Metropolitan News-Enterprise

 

Monday, August 20, 2001

 

Page 3

 

Court Rules ‘Fashion Emergency’ Cable Show Was Not a Hand-Me-Down

 

By ROBERT GREENE, Staff Writer

 

Creators of a fashion makeover television pilot failed to establish that the E! cable network stole their idea and turned it into the popular “Fashion Emergency” program, this district’s Court of Appeal has ruled.

Just because the plaintiffs once pitched E! Enter­tainment Television a program that also was a half-hour long and also featured a hostess and two fashion gurus who turned the average clothing nerd into a fashion god or goddess, Justice Miriam Vogel said, that doesn’t prove that the pilot was improperly copied.

In an unpublished opinion for Div. One dated July 30, Vogel said creators of “Brand New U” could not prevail in their suit, even though a jury returned a $2.7 million verdict in their favor. The Court of Appeal instead upheld Los Angeles Superior Court Judge Richard A. Adler’s directed verdict for E!

More than just a similarity between the programs must be shown to make a case, Vogel said, given the considerable heritage of makeover plots in human storytelling.

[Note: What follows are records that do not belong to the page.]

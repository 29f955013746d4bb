//! Typed records stored as compact JSON followed by a little-endian CRC-32.
//!
//! ```text
//! ┌──────────────────────────────┬───────────────┐
//! │ {"network_led_on":true}      │ CRC-32 (LE)   │
//! └──────────────────────────────┴───────────────┘
//! ```
//!
//! A record whose checksum does not match, or whose body does not decode into
//! the requested type, reads back as [`Error::Corrupted`].

use super::{Error, KeyValueStore};
use serde::{Deserialize, Serialize, de::DeserializeOwned};

/// Largest serialized record body.
pub const MAX_RECORD_LEN: usize = 128;

const CRC_LEN: usize = 4;

/// Serialize `value` and store it under `key`.
pub fn store<S, T>(store: &mut S, key: u16, value: &T) -> Result<(), Error>
where
    S: KeyValueStore + ?Sized,
    T: Serialize,
{
    let mut buf = [0u8; MAX_RECORD_LEN + CRC_LEN];
    let len = serde_json_core::to_slice(value, &mut buf[..MAX_RECORD_LEN]).map_err(|_| Error::Full)?;
    let crc = crc32fast::hash(&buf[..len]);
    buf[len..len + CRC_LEN].copy_from_slice(&crc.to_le_bytes());
    store.write(key, &buf[..len + CRC_LEN])
}

/// Load and decode the record stored under `key`.
pub fn load<S, T>(store: &mut S, key: u16) -> Result<T, Error>
where
    S: KeyValueStore + ?Sized,
    T: DeserializeOwned,
{
    let mut buf = [0u8; MAX_RECORD_LEN + CRC_LEN];
    let len = store.read(key, &mut buf)?;
    if len < CRC_LEN {
        return Err(Error::Corrupted);
    }
    let (body, trailer) = buf[..len].split_at(len - CRC_LEN);
    let mut crc = [0u8; CRC_LEN];
    crc.copy_from_slice(trailer);
    if crc32fast::hash(body) != u32::from_le_bytes(crc) {
        return Err(Error::Corrupted);
    }
    let (value, _) = serde_json_core::from_slice::<T>(body).map_err(|_| Error::Corrupted)?;
    Ok(value)
}

/// Persisted basic cluster settings.
#[derive(Debug, Clone, Copy, PartialEq, Eq, Serialize, Deserialize)]
pub struct BasicClusterRecord {
    /// State of the dedicated status LED while joined.
    pub network_led_on: bool,
}

/// Persisted NV layout version.
#[derive(Debug, Clone, Copy, PartialEq, Eq, Serialize, Deserialize)]
pub struct VersionRecord {
    /// Layout version number.
    pub version: u16,
}

/// Persisted device role.
#[derive(Debug, Clone, Copy, PartialEq, Eq, Serialize, Deserialize)]
pub struct DeviceTypeRecord {
    /// Role code, see [`DeviceType`](crate::system::migrations::DeviceType).
    pub role: u8,
}

/// Persisted state of a relay, restored at boot.
#[derive(Debug, Clone, Copy, PartialEq, Eq, Serialize, Deserialize)]
pub struct RelayClusterRecord {
    /// Logical on/off state.
    pub on: bool,
}

/// Persisted runtime settings of a switch.
///
/// Enumerations are kept as their attribute codes.
#[derive(Debug, Clone, Copy, PartialEq, Eq, Serialize, Deserialize)]
pub struct SwitchClusterRecord {
    /// Toggle, momentary or normally-closed momentary.
    pub mode: u8,
    /// What an activation does.
    pub action: u8,
    /// When the local relay follows; zero is detached.
    pub relay_mode: u8,
    /// When bound devices are commanded.
    pub binded_mode: u8,
    /// One-based index of the driven relay; zero drives none.
    pub relay_index: u8,
    /// Hold time that counts as a long press.
    pub long_press_ms: u16,
    /// Level change rate for dimming bound devices.
    pub level_move_rate: u8,
}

“‘Makeover’ is an old idea, not a new one, and there is nothing unique about either [plaintiff Katherine] Brower’s concept or the show ultimately aired by E!,” Vogel said. “For this reason, we reject Brower’s contention that an inference of access and copying arises from the similarity between the two shows. Carried to its logical conclusion, Brower’s proposition would mean that every new dog show is stolen from ‘Lassie,’ every new horse show from ‘Black Beauty,’ every underwater series from ‘Twenty Thousand Leagues Under the Sea.’”

Brower thought up her idea for a makeover program in 1992, and a year later worked with Richard Brophy and James Cummins to create the pilot for “Brand New U.

They hired David Goldsmith to pitch the program to E!, and Goldsmith’s log books showed a Valentine’s Day meeting with network executives in 1994. Another meeting followed two weeks later, but nothing came of it.

Then “Fashion Emergency” aired in December 1997.

The program stars Emme, whom fashion industry trendmakers refer to as a “plus-size” model. Emme and her assistants steer their person-on-the-street charges through a bevy of makeup, hair-care and clothing experts and end up with glamour queens and kings.

A makeover, Vogel explained in a footnote, “transforms a modern scullery maid or man into Cinderella or a prince, using the entertainment industry’s usual magic wands—makeup, hair-styling, clothing, and other ‘appropriate’ enhancements.”

In one “Fashion Emergency” episode, Emme went on-call for a couple living in a nudist colony who had no idea what to wear to re-enter the professional world.

The hostess said on the program’s website that she would like to make over former U.S. Attorney General Janet Reno.

“I would love to get ahold of Janet Reno, [and] let her relax,” Emme said. “Let her realize fashion is not a big issue—show her how to take care of herself. I’d take her to all my favorite haunts. We’d get her a manicure, pedicure, facial, mud bath....”

The jury found for the plaintiffs, but Vogel said Adler was right to direct a verdict for the defendant.

“Brower’s conviction that all similarities between her work and E!’s show must inevitably be ascribed to plagiarism is not supported by substantial evidence,” the justice said.

The case is Brower v. E! Entertainment Television, Inc., B143146.